* Your instructions *
Transcribe only part of the material below: the lines from the one containing "self.state.queues.get(name).map(|queue| queue.receiver.len())" through the one containing "-> Result<Self::Bus, Self::Error>", inclusive, exactly as written.
Start of Block
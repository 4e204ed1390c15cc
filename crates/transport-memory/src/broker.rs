use std::sync::Arc;

use dashmap::DashMap;
use tracing::{debug, warn};
use transit_transport::{Broker, BusConfigurator, Credentials, Message};

use crate::bus::{MemoryBus, MemoryBusConfigurator};
use crate::error::Error;

/// Suffix of the queue a message is moved to when a handler fails.
pub const ERROR_QUEUE_SUFFIX: &str = "_error";

/// Suffix of the queue a message is moved to when no handler is bound.
pub const SKIPPED_QUEUE_SUFFIX: &str = "_skipped";

/// The settings a receive endpoint was started with.
#[derive(Clone, Debug, PartialEq, Eq)]
pub struct AppliedEndpointSettings {
    /// Whether the queue survives bus stop.
    pub durable: bool,

    /// Configured prefetch count.
    pub prefetch_count: u16,

    /// Explicit concurrency override, if one was applied.
    pub concurrency_limit: Option<usize>,
}

impl AppliedEndpointSettings {
    /// Number of messages handled at once: the override if present, else the
    /// prefetch count, else one.
    #[must_use]
    pub fn effective_concurrency(&self) -> usize {
        self.concurrency_limit
            .filter(|limit| *limit > 0)
            .unwrap_or_else(|| usize::from(self.prefetch_count).max(1))
    }
}

/// Name of the error queue paired with `queue_name`.
#[must_use]
pub fn error_queue_name(queue_name: &str) -> String {
    format!("{queue_name}{ERROR_QUEUE_SUFFIX}")
}

/// Name of the skipped queue paired with `queue_name`.
#[must_use]
pub fn skipped_queue_name(queue_name: &str) -> String {
    format!("{queue_name}{SKIPPED_QUEUE_SUFFIX}")
}

#[derive(Debug)]
pub(crate) struct Queue {
    pub(crate) name: String,
    durable: bool,
    sender: flume::Sender<Message>,
    pub(crate) receiver: flume::Receiver<Message>,
}

impl Queue {
    fn new(name: &str, durable: bool) -> Self {
        let (sender, receiver) = flume::unbounded();

        Self {
            name: name.to_string(),
            durable,
            sender,
            receiver,
        }
    }

    pub(crate) fn push(&self, message: Message) {
        // The queue owns a receiver, so the channel never disconnects.
        if let Err(e) = self.sender.send(message) {
            warn!(queue = %self.name, message_id = %e.0.message_id, "queue disconnected; message dropped");
        }
    }
}

#[derive(Debug, Default)]
pub(crate) struct BrokerState {
    pub(crate) queues: DashMap<String, Arc<Queue>>,
    pub(crate) endpoints: DashMap<String, AppliedEndpointSettings>,
    pub(crate) credentials: Option<Credentials>,
}

impl BrokerState {
    /// Returns the named queue, creating it if needed. An existing queue keeps
    /// the durability it was declared with.
    pub(crate) fn declare(&self, name: &str, durable: bool) -> Arc<Queue> {
        self.queues
            .entry(name.to_string())
            .or_insert_with(|| {
                debug!(queue = %name, durable, "declaring queue");
                Arc::new(Queue::new(name, durable))
            })
            .clone()
    }

    pub(crate) fn delete(&self, name: &str) {
        if self.queues.remove(name).is_some() {
            debug!(queue = %name, "deleted queue");
        }
    }
}

/// A broker living in process memory.
///
/// Every instance owns its queues; clones share them. Durable queues outlive
/// the buses that declared them, express queues are deleted when their bus
/// stops.
#[derive(Clone, Debug, Default)]
pub struct MemoryBroker {
    state: Arc<BrokerState>,
}

impl MemoryBroker {
    /// Creates a broker that accepts any bus.
    #[must_use]
    pub fn new() -> Self {
        Self::default()
    }

    /// Creates a broker that only starts buses presenting `credentials`.
    #[must_use]
    pub fn with_credentials(credentials: Credentials) -> Self {
        Self {
            state: Arc::new(BrokerState {
                credentials: Some(credentials),
                ..BrokerState::default()
            }),
        }
    }

    /// Whether the named queue currently exists.
    #[must_use]
    pub fn queue_exists(&self, name: &str) -> bool {
        self.state.queues.contains_key(name)
    }

    /// Number of messages waiting in the named queue.
    #[must_use]
    pub fn queue_depth(&self, name: &str) -> Option<usize> {
        self.state.queues.get(name).map(|queue| queue.receiver.len())
    }

    /// Whether the named queue is durable.
    #[must_use]
    pub fn is_durable(&self, name: &str) -> Option<bool> {
        self.state.queues.get(name).map(|queue| queue.durable)
    }

    /// Names of every existing queue, sorted.
    #[must_use]
    pub fn queue_names(&self) -> Vec<String> {
        let mut names: Vec<_> = self
            .state
            .queues
            .iter()
            .map(|entry| entry.key().clone())
            .collect();
        names.sort();
        names
    }

    /// Removes and returns every message waiting in the named queue.
    #[must_use]
    pub fn drain(&self, name: &str) -> Vec<Message> {
        self.state
            .queues
            .get(name)
            .map(|queue| queue.receiver.drain().collect())
            .unwrap_or_default()
    }

    /// The settings the most recent receive endpoint on `queue_name` was
    /// started with.
    #[must_use]
    pub fn endpoint_settings(&self, queue_name: &str) -> Option<AppliedEndpointSettings> {
        self.state
            .endpoints
            .get(queue_name)
            .map(|settings| settings.clone())
    }
}

impl Broker for MemoryBroker {
    type Error = Error;
    type Bus = MemoryBus;

    fn create_bus(
        &self,
        configure: &mut dyn FnMut(&mut dyn BusConfigurator),
    ) -> Result<Self::Bus, Self::Error> {
        let mut configurator = MemoryBusConfigurator::default();
        configure(&mut configurator);

        configurator.build(self.state.clone())
    }
}
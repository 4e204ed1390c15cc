use thiserror::Error;
use transit_transport::BoxError;

/// Errors raised while measuring latency.
#[derive(Debug, Error)]
pub enum Error {
    /// The benchmark settings are unusable.
    #[error("invalid latency settings: {0}")]
    InvalidSettings(String),

    /// The transport failed to start, resolve its endpoint, or stop.
    #[error(transparent)]
    Transport(#[from] transit_transport::Error),

    /// A message could not be sent.
    #[error("failed to send message: {0}")]
    Send(#[source] BoxError),

    /// Not every message was delivered in time.
    #[error("received {received} of {expected} messages before timing out")]
    Timeout {
        /// Messages delivered.
        received: usize,
        /// Messages sent.
        expected: usize,
    },
}
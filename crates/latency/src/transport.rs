use std::sync::Arc;

use async_trait::async_trait;
use transit_transport::{Broker, Error, MessageHandler, SendEndpoint, SendEndpointOf, TransportAdapter};

/// A transport the latency harness can drive.
#[async_trait]
pub trait MessageLatencyTransport: Send {
    /// The endpoint messages are sent through.
    type SendEndpoint: SendEndpoint;

    /// Starts the transport with `handler` consuming from its receive
    /// endpoint.
    async fn start(&mut self, handler: Arc<dyn MessageHandler>) -> Result<(), Error>;

    /// The endpoint targeting the transport's own receive endpoint.
    ///
    /// # Errors
    ///
    /// Returns [`Error::InvalidState`] unless the transport is running.
    fn target_endpoint(&self) -> Result<Self::SendEndpoint, Error>;

    /// Stops the transport.
    async fn stop(&mut self) -> Result<(), Error>;
}

#[async_trait]
impl<B> MessageLatencyTransport for TransportAdapter<B>
where
    B: Broker,
{
    type SendEndpoint = SendEndpointOf<B>;

    async fn start(&mut self, handler: Arc<dyn MessageHandler>) -> Result<(), Error> {
        Self::start(self, move |endpoint| endpoint.add_handler(handler)).await
    }

    fn target_endpoint(&self) -> Result<Self::SendEndpoint, Error> {
        Self::target_endpoint(self)
    }

    async fn stop(&mut self) -> Result<(), Error> {
        Self::stop(self).await
    }
}
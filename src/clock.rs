//! Wall-clock readout refreshed once per second.
//!
//! egui has no background timers on the web, so the clock is a schedule
//! driven from the frame loop: [`TimeClock::poll`] fires due ticks and tells
//! the caller when to repaint next.

use std::time::Duration;
use web_time::Instant;

/// Interval between clock ticks.
pub const TICK_INTERVAL: Duration = Duration::from_millis(1000);

type TickCallback = Box<dyn FnMut(&str)>;

/// Active schedule. Dropping it cancels all future ticks.
struct Schedule {
    next_tick: Instant,
    on_tick: TickCallback,
}

/// Repeating clock that produces a human-readable local time.
pub struct TimeClock {
    source: fn() -> String,
    reading: String,
    schedule: Option<Schedule>,
}

impl Default for TimeClock {
    fn default() -> Self {
        Self::new()
    }
}

impl TimeClock {
    /// Creates a stopped clock reading local time.
    pub fn new() -> Self {
        Self::with_source(local_time_string)
    }

    /// Creates a stopped clock with a custom time source.
    pub fn with_source(source: fn() -> String) -> Self {
        Self {
            source,
            reading: String::new(),
            schedule: None,
        }
    }

    /// Starts ticking every [`TICK_INTERVAL`] from `now`.
    ///
    /// The reading is refreshed right away so the readout is never blank.
    /// Starting a running clock replaces its callback and restarts the
    /// schedule; there is never more than one.
    pub fn start(&mut self, now: Instant, on_tick: impl FnMut(&str) + 'static) {
        if self.schedule.is_some() {
            log::debug!("Clock restarted, replacing active schedule");
        }
        self.reading = (self.source)();
        self.schedule = Some(Schedule {
            next_tick: now + TICK_INTERVAL,
            on_tick: Box::new(on_tick),
        });
    }

    /// Cancels the schedule. No ticks fire afterwards.
    pub fn stop(&mut self) {
        if self.schedule.take().is_some() {
            log::debug!("Clock stopped");
        }
    }

    pub fn is_running(&self) -> bool {
        self.schedule.is_some()
    }

    /// Latest reading.
    pub fn reading(&self) -> &str {
        &self.reading
    }

    /// Fires the tick if it is due and returns the time until the next one.
    ///
    /// After a long stall (e.g. a backgrounded browser tab) a single tick
    /// fires and the schedule restarts from `now` instead of replaying the
    /// missed ones. Returns `None` when stopped.
    pub fn poll(&mut self, now: Instant) -> Option<Duration> {
        let schedule = self.schedule.as_mut()?;

        if now >= schedule.next_tick {
            self.reading = (self.source)();
            (schedule.on_tick)(&self.reading);

            let next = schedule.next_tick + TICK_INTERVAL;
            schedule.next_tick = if next > now { next } else { now + TICK_INTERVAL };
        }

        Some(schedule.next_tick.saturating_duration_since(now))
    }
}

impl Drop for TimeClock {
    fn drop(&mut self) {
        self.stop();
    }
}

/// Current local time, e.g. `3:07:45 PM`.
pub fn local_time_string() -> String {
    chrono::Local::now().format("%-I:%M:%S %p").to_string()
}
//! Initial map view from the page URL.
//!
//! `?lat=..&lon=..&zoom=..` positions the map when the app starts. The URL is
//! only read; the selected location is never written back.

use super::settings::MapSettings;

/// Parsed URL parameters.
#[derive(Debug, Default, PartialEq)]
pub struct UrlParams {
    pub lat: Option<f64>,
    pub lon: Option<f64>,
    pub zoom: Option<f64>,
}

impl UrlParams {
    /// Parse a query string, with or without the leading `?`.
    pub fn parse(search: &str) -> Self {
        let mut params = UrlParams::default();

        let query = search.trim_start_matches('?');
        if query.is_empty() {
            return params;
        }

        for pair in query.split('&') {
            let mut kv = pair.splitn(2, '=');
            let key = kv.next().unwrap_or("");
            let value = kv.next().unwrap_or("");
            match key {
                "lat" => params.lat = value.parse().ok(),
                "lon" => params.lon = value.parse().ok(),
                "zoom" => params.zoom = value.parse().ok(),
                _ => {}
            }
        }

        params
    }

    /// Apply the parameters on top of loaded settings.
    pub fn apply_to(&self, settings: &mut MapSettings) {
        if let Some(lat) = self.lat {
            settings.center_lat = lat;
        }
        if let Some(lon) = self.lon {
            settings.center_lon = lon;
        }
        if let Some(zoom) = self.zoom {
            settings.zoom = zoom;
        }
    }
}

/// Parse URL query parameters from the current browser URL.
#[cfg(target_arch = "wasm32")]
pub fn parse_from_url() -> UrlParams {
    let Some(window) = web_sys::window() else {
        return UrlParams::default();
    };
    match window.location().search() {
        Ok(search) => UrlParams::parse(&search),
        Err(_) => UrlParams::default(),
    }
}

/// No-op stub for native builds.
#[cfg(not(target_arch = "wasm32"))]
pub fn parse_from_url() -> UrlParams {
    UrlParams::default()
}
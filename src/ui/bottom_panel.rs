//! Bottom panel UI: copyright footer.

use super::colors;
use eframe::egui::{self, RichText};

pub const FOOTER_TEXT: &str = "© 2025 ALPS - Automated Landslide Prediction System";

pub fn render_bottom_panel(ctx: &egui::Context) {
    egui::TopBottomPanel::bottom("bottom_panel")
        .exact_height(24.0)
        .show(ctx, |ui| {
            ui.vertical_centered(|ui| {
                ui.label(RichText::new(FOOTER_TEXT).size(12.0).color(colors::ui::LABEL));
            });
        });
}
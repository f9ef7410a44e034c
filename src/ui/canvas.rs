//! Central canvas UI: the map with its coordinate/time readout and zoom
//! controls overlaid.

use super::colors;
use crate::map::{MapEngine, MapStatus, MapWidget};
use crate::state::{format_coordinate, Coordinate};
use eframe::egui::{self, Rect, RichText, Vec2};

/// Zoom button presses.
#[derive(Debug, Clone, Copy, PartialEq, Eq)]
pub enum ZoomCommand {
    In,
    Out,
}

/// Text of the coordinate/time readout.
pub fn readout_text(coordinates: Coordinate, time: &str) -> String {
    format!(
        "Lat: {} | Long: {} | Time: {}",
        format_coordinate(coordinates.latitude()),
        format_coordinate(coordinates.longitude()),
        time
    )
}

/// Render the map canvas. Returns the zoom button pressed this frame.
pub fn render_canvas<E: MapEngine>(
    ctx: &egui::Context,
    map: &mut MapWidget<E>,
    coordinates: Coordinate,
    time: &str,
) -> Option<ZoomCommand> {
    let mut zoom = None;

    egui::CentralPanel::default()
        .frame(egui::Frame::new().fill(colors::canvas::BACKGROUND))
        .show(ctx, |ui| {
            let rect = ui.available_rect_before_wrap();

            if map.is_live() {
                map.show(ui);
                if let Some(e) = map.load_error() {
                    draw_load_warning(ui, &rect, &e.to_string());
                }
            } else {
                let message = match map.status() {
                    MapStatus::Unavailable(e) => e.to_string(),
                    _ => "Map is not initialized".to_string(),
                };
                draw_unavailable(ui, &message);
            }

            draw_readout(ui, &rect, coordinates, time);
            zoom = draw_zoom_controls(ui, &rect);
        });

    zoom
}

fn draw_unavailable(ui: &mut egui::Ui, message: &str) {
    ui.vertical_centered(|ui| {
        ui.add_space(ui.available_height() * 0.4);
        ui.label(
            RichText::new("Map unavailable")
                .strong()
                .size(18.0)
                .color(colors::canvas::ERROR),
        );
        ui.add_space(8.0);
        ui.label(RichText::new(message).color(colors::ui::LABEL));
    });
}

fn draw_load_warning(ui: &mut egui::Ui, rect: &Rect, message: &str) {
    let overlay_rect = Rect::from_min_size(
        rect.center_bottom() + Vec2::new(-220.0, -48.0),
        Vec2::new(440.0, 28.0),
    );

    ui.scope_builder(egui::UiBuilder::new().max_rect(overlay_rect), |ui| {
        egui::Frame::new()
            .fill(colors::canvas::overlay())
            .corner_radius(4.0)
            .inner_margin(egui::Margin::symmetric(8, 4))
            .show(ui, |ui| {
                ui.label(
                    RichText::new(message)
                        .size(12.0)
                        .color(colors::canvas::ERROR),
                );
            });
    });
}

fn draw_readout(ui: &mut egui::Ui, rect: &Rect, coordinates: Coordinate, time: &str) {
    let overlay_rect = Rect::from_min_size(
        rect.left_top() + Vec2::new(10.0, 10.0),
        Vec2::new(360.0, 28.0),
    );

    ui.scope_builder(egui::UiBuilder::new().max_rect(overlay_rect), |ui| {
        egui::Frame::new()
            .fill(colors::canvas::overlay())
            .corner_radius(4.0)
            .inner_margin(egui::Margin::symmetric(8, 4))
            .show(ui, |ui| {
                ui.label(
                    RichText::new(readout_text(coordinates, time))
                        .monospace()
                        .size(12.0)
                        .color(colors::ui::VALUE),
                );
            });
    });
}

fn draw_zoom_controls(ui: &mut egui::Ui, rect: &Rect) -> Option<ZoomCommand> {
    let overlay_rect = Rect::from_min_size(
        rect.right_top() + Vec2::new(-46.0, 10.0),
        Vec2::new(36.0, 72.0),
    );
    let mut command = None;

    ui.scope_builder(egui::UiBuilder::new().max_rect(overlay_rect), |ui| {
        ui.vertical(|ui| {
            let size = Vec2::splat(28.0);
            let zoom_in = egui::Button::new(RichText::new("+").size(16.0));
            if ui.add_sized(size, zoom_in).clicked() {
                command = Some(ZoomCommand::In);
            }
            let zoom_out = egui::Button::new(RichText::new("-").size(16.0));
            if ui.add_sized(size, zoom_out).clicked() {
                command = Some(ZoomCommand::Out);
            }
        });
    });

    command
}
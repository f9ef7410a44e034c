//! Right panel UI: risk summary card for the selected location.

use super::colors;
use crate::state::risk::RiskStatus;
use crate::state::{format_coordinate, Coordinate, RiskSummary};
use eframe::egui::{self, Color32, RichText};

/// Label/value rows shown on the summary card.
pub fn summary_rows(coordinates: Coordinate, summary: &RiskSummary) -> Vec<(&'static str, String)> {
    vec![
        ("Lat", format_coordinate(coordinates.latitude())),
        ("Long", format_coordinate(coordinates.longitude())),
        ("Rainfall", summary.rainfall_label()),
        ("Soil Type", summary.soil_type.to_string()),
        ("Status", summary.status.label().to_string()),
    ]
}

pub fn status_color(status: RiskStatus) -> Color32 {
    match status {
        RiskStatus::High => colors::risk::HIGH,
    }
}

pub fn render_right_panel(ctx: &egui::Context, coordinates: Coordinate, summary: &RiskSummary) {
    egui::SidePanel::right("right_panel")
        .resizable(false)
        .exact_width(200.0)
        .show(ctx, |ui| {
            ui.heading("Summary");
            ui.separator();

            egui::Grid::new("summary_grid")
                .num_columns(2)
                .spacing([12.0, 6.0])
                .show(ui, |ui| {
                    for (label, value) in summary_rows(coordinates, summary) {
                        ui.label(RichText::new(label).strong().color(colors::ui::LABEL));
                        ui.label(RichText::new(value).color(colors::ui::VALUE));
                        ui.end_row();
                    }
                });
        });
}
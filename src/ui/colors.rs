//! Centralized color constants for the UI.
//!
//! This module provides consistent colors across all UI panels.

use eframe::egui::Color32;

/// General UI colors for labels and values.
pub mod ui {
    use super::Color32;

    /// Muted gray for field labels.
    pub const LABEL: Color32 = Color32::from_rgb(140, 140, 150);
    /// Brighter color for field values.
    pub const VALUE: Color32 = Color32::from_rgb(220, 220, 230);
    /// Status text in the header.
    pub const STATUS: Color32 = Color32::GRAY;
}

/// Header branding.
pub mod header {
    use super::Color32;

    /// "ALPS" badge fill.
    pub const BADGE: Color32 = Color32::from_rgb(30, 110, 220);
    /// "ALPS" badge text.
    pub const BADGE_TEXT: Color32 = Color32::WHITE;
    /// Title next to the badge.
    pub const TITLE: Color32 = Color32::WHITE;
}

/// Map canvas and its overlays.
pub mod canvas {
    use super::Color32;

    /// Background behind the map or the unavailable placeholder.
    pub const BACKGROUND: Color32 = Color32::from_rgb(20, 20, 35);
    /// Placeholder error text.
    pub const ERROR: Color32 = Color32::from_rgb(255, 110, 110);

    /// Overlay panel fill - requires alpha, use function.
    pub fn overlay() -> Color32 {
        Color32::from_rgba_unmultiplied(15, 15, 25, 200)
    }
}

/// Risk status highlighting.
pub mod risk {
    use super::Color32;

    /// High risk (#ff4d4d).
    pub const HIGH: Color32 = Color32::from_rgb(255, 77, 77);
}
End of Block
* Answer box *
        self.state.queues.get(name).map(|queue| queue.receiver.len())
    }

    /// Whether the named queue is durable.
    #[must_use]
    pub fn is_durable(&self, name: &str) -> Option<bool> {
        self.state.queues.get(name).map(|queue| queue.durable)
    }

    /// Names of every existing queue, sorted.
    #[must_use]
    pub fn queue_names(&self) -> Vec<String> {
        let mut names: Vec<_> = self
            .state
            .queues
            .iter()
            .map(|entry| entry.key().clone())
            .collect();
        names.sort();
        names
    }

    /// Removes and returns every message waiting in the named queue.
    #[must_use]
    pub fn drain(&self, name: &str) -> Vec<Message> {
        self.state
            .queues
            .get(name)
            .map(|queue| queue.receiver.drain().collect())
            .unwrap_or_default()
    }

    /// The settings the most recent receive endpoint on `queue_name` was
    /// started with.
    #[must_use]
    pub fn endpoint_settings(&self, queue_name: &str) -> Option<AppliedEndpointSettings> {
        self.state
            .endpoints
            .get(queue_name)
            .map(|settings| settings.clone())
    }
}

impl Broker for MemoryBroker {
    type Error = Error;
    type Bus = MemoryBus;

    fn create_bus(
        &self,
        configure: &mut dyn FnMut(&mut dyn BusConfigurator),
    ) -> Result<Self::Bus, Self::Error> {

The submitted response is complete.